The CISA has tailored the RRA to varying levels of ransomware threat readiness to make it useful to all organizations regardless of their current cybersecurity maturity. It helps organizations evaluate their cybersecurity posture, with respect to ransomware, against recognized standards and best practice recommendations in a systematic, disciplined, and repeatable manner. 

Cyber Security Evaluation Tool (CSET) is a desktop software tool that guides network defenders through a step-by-step process to evaluate their cybersecurity practices on their networks. Applicable to both IT and industrial control system (ICS) networks, CSET enables users to perform a comprehensive evaluation of their cybersecurity posture using many recognized government and industry standards and recommendations.
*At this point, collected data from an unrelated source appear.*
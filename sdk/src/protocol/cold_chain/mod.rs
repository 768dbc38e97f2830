// Copyright 2021 Cargill Incorporated
//
// Licensed under the Apache License, Version 2.0 (the "License");
// you may not use this file except in compliance with the License.
// You may obtain a copy of the License at
//
//     http://www.apache.org/licenses/LICENSE-2.0
//
// Unless required by applicable law or agreed to in writing, software
// distributed under the License is distributed on an "AS IS" BASIS,
// WITHOUT WARRANTIES OR CONDITIONS OF ANY KIND, either express or implied.
// See the License for the specific language governing permissions and
// limitations under the License.

pub mod payload;
pub mod state;
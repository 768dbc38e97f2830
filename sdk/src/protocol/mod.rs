// Copyright 2021 Cargill Incorporated
//
// Licensed under the Apache License, Version 2.0 (the "License");
// you may not use this file except in compliance with the License.
// You may obtain a copy of the License at
//
//     http://www.apache.org/licenses/LICENSE-2.0
//
// Unless required by applicable law or agreed to in writing, software
// distributed under the License is distributed on an "AS IS" BASIS,
// WITHOUT WARRANTIES OR CONDITIONS OF ANY KIND, either express or implied.
// See the License for the specific language governing permissions and
// limitations under the License.

//! Native representations of everything the cold chain contract reads from and writes to the
//! ledger, plus the actions it accepts.

pub mod cold_chain;
pub mod errors;

use std::error::Error;
use std::fmt;

use serde::{de::DeserializeOwned, Serialize};

/// Returned when a record cannot be converted to or from its stored JSON form.
#[derive(Debug)]
pub struct ConversionError(serde_json::Error);

impl fmt::Display for ConversionError {
    fn fmt(&self, f: &mut fmt::Formatter) -> fmt::Result {
        write!(f, "ConversionError: {}", self.0)
    }
}

impl Error for ConversionError {
    fn source(&self) -> Option<&(dyn Error + 'static)> {
        Some(&self.0)
    }
}

impl From<serde_json::Error> for ConversionError {
    fn from(err: serde_json::Error) -> Self {
        ConversionError(err)
    }
}

pub trait FromBytes<T>: Sized {
    fn from_bytes(bytes: &[u8]) -> Result<T, ConversionError>;
}

pub trait IntoBytes: Sized {
    fn into_bytes(self) -> Result<Vec<u8>, ConversionError>;
}

impl<T: DeserializeOwned> FromBytes<T> for T {
    fn from_bytes(bytes: &[u8]) -> Result<T, ConversionError> {
        Ok(serde_json::from_slice(bytes)?)
    }
}

impl<T: Serialize> IntoBytes for T {
    fn into_bytes(self) -> Result<Vec<u8>, ConversionError> {
        Ok(serde_json::to_vec(&self)?)
    }
}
The CSET tool also guides asset owners and operators through a systematic process to evaluate their operational technology (OT) and IT network security practices against the ransomware threat and provides an analysis dashboard with graphs and tables that present the assessment results in both summary and detailed form. The information gained from assessments also provides stakeholders with the understanding and context necessary to build effective defense-in-depth processes for enhancing cybersecurity.

A key element of CISA’s risk management mission is conducting security assessments in partnership with ICS stakeholders, including critical infrastructure owners and operators, ICS vendors, integrators, sector-specific agencies, other federal departments and agencies, SLTT (state, local, tribal and territorial) governments, and international partners.

CISA works with these and other partners to assess various aspects of critical infrastructure, such as cybersecurity controls, control system architectures, and adherence to best practices supporting the resiliency, availability, and integrity of critical systems), and provides options for consideration to mitigate and manage risk.

CISA assessment products improve situational awareness and provide insight, data, and identification of control systems threats and vulnerabilities. Core assessment products and services include self-assessments using the CSET tool, onsite field assessments, network design architecture reviews, and network traffic analysis and verification. 

The U.S. security agency recommends that organizations take advantage of the RRA module, which can be accessed via its GitHub page.

The ransomware module comes in the same week as the CISA initiated a systematized registry that documents bad cybersecurity practices that are exceptionally risky for any organization, and more dangerous for those supporting designated critical infrastructure or national critical functions. 

The U.S. agency also released in June guidelines for critical infrastructure owners and operators to review their OT assets and control systems, following ransomware and other cybersecurity attacks that have affected industries across sectors, disrupting operations at industrial units and within the critical infrastructure segments.